=== TASK ITEM ===
Transcribe every record in full, keeping it exactly the same.

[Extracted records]
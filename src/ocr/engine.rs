use image::GrayImage;

use crate::error::VisionResult;

/// Raw output of a text recognizer for one detected line
#[derive(Debug, Clone, PartialEq)]
pub struct RecognizedText {
    /// Detection polygon in the coordinates of the image given to the engine,
    /// usually four corners but not necessarily axis-aligned
    pub corners: Vec<(f32, f32)>,
    pub text: String,
    pub confidence: f32,
}

impl RecognizedText {
    pub fn new(corners: Vec<(f32, f32)>, text: impl Into<String>, confidence: f32) -> Self {
        Self {
            corners,
            text: text.into(),
            confidence,
        }
    }
}

/// A text detection and recognition backend.
///
/// Implementations must be callable from several threads. An engine whose
/// runtime is not thread-safe has to serialize calls internally, for example
/// behind a `Mutex`.
pub trait TextRecognizer: Send + Sync {
    fn recognize(&self, image: &GrayImage) -> VisionResult<Vec<RecognizedText>>;
}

=== EXPECTED OUTPUT ===
filename src/ocr/engine.rs
use image::GrayImage;

use crate::error::VisionResult;

/// Raw output of a text recognizer for one detected line
#[derive(Debug, Clone, PartialEq)]
pub struct RecognizedText {
    /// Detection polygon in the coordinates of the image given to the engine,
    /// usually four corners but not necessarily axis-aligned
    pub corners: Vec<(f32, f32)>,
    pub text: String,
    pub confidence: f32,
}

impl RecognizedText {
    pub fn new(corners: Vec<(f32, f32)>, text: impl Into<String>, confidence: f32) -> Self {
        Self {
            corners,
            text: text.into(),
            confidence,
        }
    }
}

/// A text detection and recognition backend.
///
/// Implementations must be callable from several threads. An engine whose
/// runtime is not thread-safe has to serialize calls internally, for example
/// behind a `Mutex`.
pub trait TextRecognizer: Send + Sync {
    fn recognize(&self, image: &GrayImage) -> VisionResult<Vec<RecognizedText>>;
}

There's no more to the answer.